We should also dump open connections/queries and statement performance, periodically and when a node OOMs, so we're not stuck trying to yank them while the problem is happening live.

I think this should happen whenever a node crashes. This helps us find "queries of death" that cause panics, in addition to OOMs. Isolating and blacklisting "queries of death" causing panic or OOM even more critical when we start running multi-tenant CRDB.

I expect it's tricky to do this. How do you make sure to write out all queries before crash? Doesn't have to be perfect to be useful.

sumeerbhola commented 4 years ago

I expect it's tricky to do this. How do you make sure to write out all queries before crash?

A way to avoid this issue is to maintain an mmaped file, and treat it as a circular buffer to which queries are added before starting to execute them, and erased when complete. Process crash will not prevent the dirty pages from being eventually flushed.

joshimhoff commented 4 years ago

VERY COOL!

joshimhoff commented 4 years ago

Related in that it compliments this issue: https://github.com/cockroachdb/cockroach/issues/51643

joshimhoff commented 3 years ago

I'm gonna gently bump this issue whenever there is a CC production issue that we don't quite get to a smoking gun for but could have with this tool built.

This is the first such bump. CC @RaduBerinde.

(I know we are all very busy and in fact the SRE team could build this tool (but are also very busy). Not trying to apply pressure exactly. Trying to make sure we see how many root causes we miss by not building obserability tools early.)

joshimhoff commented 3 years ago

I swear I didn't plan this. A 27 node CC cluster experienced a high impact series of OOMs (two ~10m periods of 1/15 ranges unavailable according to unavailable ranges metric). This tool again would help.

joshimhoff commented 3 years ago

We should consider expanding this to store data about memory usage, e.g. how much total mem usage there is, how much SQL accounted for usage there is, etc. Any data that will help us both understand causes of crashes well enough in real time to actually mitigate & root cause crashes post incident should be included.

OOMs come to mind mainly. OOMs are VERY difficult to mitigate & often no root caused even when DB eng looks in addition to SRE. The crash dump should make clear which aspects of our memory monitoring worked as expected & failed.

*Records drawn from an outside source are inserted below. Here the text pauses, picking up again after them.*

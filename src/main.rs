//! # SmartParallel CLI
//!
//! Command-line interface for printing text files through a SmartParallel
//! interface.
//!
//! ## Usage
//!
//! ```bash
//! # Print a file at 80 columns, wrapping on spaces
//! smartparallel print -f notes.txt
//!
//! # Condensed mode, hard wrap
//! smartparallel print -f listing.txt --columns 132 --wrap hard-split
//!
//! # See what would be printed without touching the hardware
//! smartparallel print -f notes.txt --dry-run
//!
//! # Show reflowed lines only
//! smartparallel preview -f notes.txt --columns 40
//!
//! # Ask the interface for its status
//! smartparallel status
//! ```

use std::path::{Path, PathBuf};

use clap::{Args, Parser, Subcommand};
use tracing_subscriber::{EnvFilter, fmt, layer::SubscriberExt, util::SubscriberInitExt};

use smartparallel::{
    ColumnWidth, DisplayLine, PrintConfig, SmartParallelError, WrapPolicy,
    protocol::query_status,
    reflow,
    text,
    transmit::{TransmissionResult, TransmitEvent, Transmitter},
    transport::{Channel, ConsoleChannel, HardwareChannel},
};

/// SmartParallel - print text files over a CTS-handshaked serial link
#[derive(Parser, Debug)]
#[command(name = "smartparallel")]
#[command(author, version, about, long_about = None)]
struct Cli {
    #[command(subcommand)]
    command: Commands,

    /// JSON config file; flags override its values
    #[arg(long, global = true, value_name = "FILE")]
    config: Option<PathBuf>,

    /// Log level (trace, debug, info, warn, error); RUST_LOG takes precedence
    #[arg(long, global = true, default_value = "info")]
    log_level: String,
}

#[derive(Subcommand, Debug)]
enum Commands {
    /// Print a text file
    Print {
        /// File to print
        #[arg(short, long, value_name = "FILE")]
        file: PathBuf,

        #[command(flatten)]
        layout: LayoutArgs,

        #[command(flatten)]
        link: LinkArgs,

        /// Number of not-ready polls per line before giving up
        #[arg(long)]
        retry_limit: Option<u32>,

        /// Milliseconds between not-ready polls
        #[arg(long, value_name = "MS")]
        retry_delay_ms: Option<u64>,

        /// Write to stdout instead of the printer
        #[arg(long)]
        dry_run: bool,

        /// Echo each line to stdout as it is sent
        #[arg(long)]
        echo: bool,
    },

    /// Show the reflowed lines without printing
    Preview {
        /// File to reflow
        #[arg(short, long, value_name = "FILE")]
        file: PathBuf,

        #[command(flatten)]
        layout: LayoutArgs,
    },

    /// Query the interface status
    Status {
        #[command(flatten)]
        link: LinkArgs,
    },
}

#[derive(Args, Debug)]
struct LayoutArgs {
    /// Number of columns: 40 (double width), 80 (normal) or 132 (condensed).
    /// Other values fall back to 80.
    #[arg(short, long)]
    columns: Option<usize>,

    /// How to handle lines longer than the column width.
    /// `truncate` discards everything past the last column.
    #[arg(short, long, value_enum)]
    wrap: Option<WrapPolicy>,
}

#[derive(Args, Debug)]
struct LinkArgs {
    /// Serial device
    #[arg(long)]
    device: Option<String>,

    /// Serial baud rate
    #[arg(long)]
    baud: Option<u32>,

    /// GPIO pin wired to CTS
    #[arg(long)]
    cts_pin: Option<u32>,
}

fn main() {
    let cli = Cli::parse();
    init_logging(&cli.log_level);

    if let Err(e) = run(cli) {
        eprintln!("Error: {}", e);
        std::process::exit(1);
    }
}

fn init_logging(level: &str) {
    let filter = EnvFilter::try_from_default_env().unwrap_or_else(|_| EnvFilter::new(level));
    tracing_subscriber::registry()
        .with(fmt::layer().with_writer(std::io::stderr))
        .with(filter)
        .init();
}

fn run(cli: Cli) -> Result<(), SmartParallelError> {
    let mut config = match &cli.config {
        Some(path) => PrintConfig::load(path)?,
        None => PrintConfig::default(),
    };

    match cli.command {
        Commands::Print {
            file,
            layout,
            link,
            retry_limit,
            retry_delay_ms,
            dry_run,
            echo,
        } => {
            layout.apply(&mut config);
            link.apply(&mut config);
            if let Some(limit) = retry_limit {
                config.retry_limit = limit;
            }
            if let Some(delay) = retry_delay_ms {
                config.retry_delay_ms = delay;
            }
            config.validate()?;

            let lines = load_lines(&file, &config)?;

            let result = if dry_run {
                send(ConsoleChannel::stdout(), &config, lines, false)?
            } else {
                let channel =
                    HardwareChannel::open(&config.device, config.baud_rate, config.cts_pin)?;
                send(channel, &config, lines, echo)?
            };

            let result = result.into_result()?;
            println!("Sent {} lines", result.lines_sent);
        }

        Commands::Preview { file, layout } => {
            layout.apply(&mut config);
            for line in load_lines(&file, &config)? {
                println!("{}", line);
            }
        }

        Commands::Status { link } => {
            link.apply(&mut config);
            config.validate()?;

            let mut channel =
                HardwareChannel::open(&config.device, config.baud_rate, config.cts_pin)?;
            let status = query_status(&mut channel, &config.command)?;
            if status.is_empty() {
                println!("(no response)");
            } else {
                println!("{}", status);
            }
        }
    }

    Ok(())
}

impl LayoutArgs {
    fn apply(&self, config: &mut PrintConfig) {
        if let Some(columns) = self.columns {
            config.columns = ColumnWidth::new(columns);
            if config.columns.get() != columns {
                tracing::warn!(
                    requested = columns,
                    "unsupported column width, using {}",
                    config.columns.get()
                );
            }
        }
        if let Some(wrap) = self.wrap {
            config.wrap_policy = wrap;
        }
    }
}

impl LinkArgs {
    fn apply(&self, config: &mut PrintConfig) {
        if let Some(device) = &self.device {
            config.device = device.clone();
        }
        if let Some(baud) = self.baud {
            config.baud_rate = baud;
        }
        if let Some(pin) = self.cts_pin {
            config.cts_pin = pin;
        }
    }
}

/// Read and reflow a text file
fn load_lines(file: &Path, config: &PrintConfig) -> Result<Vec<DisplayLine>, SmartParallelError> {
    let raw = text::read_lines(file)?;
    let lines = reflow(&raw, config.columns.get(), config.wrap_policy);

    tracing::info!(
        file = %file.display(),
        raw_lines = raw.len(),
        lines = lines.len(),
        columns = config.columns.get(),
        mode = %config.columns.mode(),
        "reflowed text"
    );
    Ok(lines)
}

/// Run the handshake over `channel`, reporting progress on stderr/stdout
fn send<C: Channel>(
    channel: C,
    config: &PrintConfig,
    lines: Vec<DisplayLine>,
    echo: bool,
) -> Result<TransmissionResult, SmartParallelError> {
    let echoed = if echo { lines.clone() } else { Vec::new() };

    let mut transmitter =
        Transmitter::new(channel, config.transmit_settings()).on_event(move |event| match event {
            TransmitEvent::Retry { .. } => eprint!("."),
            TransmitEvent::LineSent { line_index } => {
                if let Some(line) = echoed.get(*line_index) {
                    println!("{}", line);
                }
            }
            _ => {}
        });

    transmitter.transmit(&lines)
}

joshimhoff commented 3 years ago

Here is another issue where we are slower root causing due to lack of this tool: https://github.com/cockroachdb/cockroach/issues/64661

(I know we have a lot to do but you must forgive me when I beat my drum; it is the only way I can stay sane under the thumb of the pager!)

knz commented 3 years ago

cc @thtruo - jordan highlighted to me the many benefits of this work, but it's not on the roadmap yet. I predict that a good outcome here would be reached with a small partnership between server and sql queries team.

Can you create a jira initiative/epic for this and bring it up during our next team/planning meeting?

knz commented 3 years ago

@thtruo - for the case: Jordan spells out that this comes up often in support cases.

joshimhoff commented 3 years ago

There is a CC production customer who recently experienced an out of resources outage where we (many different engineers at CRL) are having a hard time getting a root cause. This might help! Strong business case can be made based on that IMO; I can give details to whoever (but won't include them here).

💯 to some action on this one! Tho I also know we are all under considerable bandwidth constraints and prioritization is quite hard right now.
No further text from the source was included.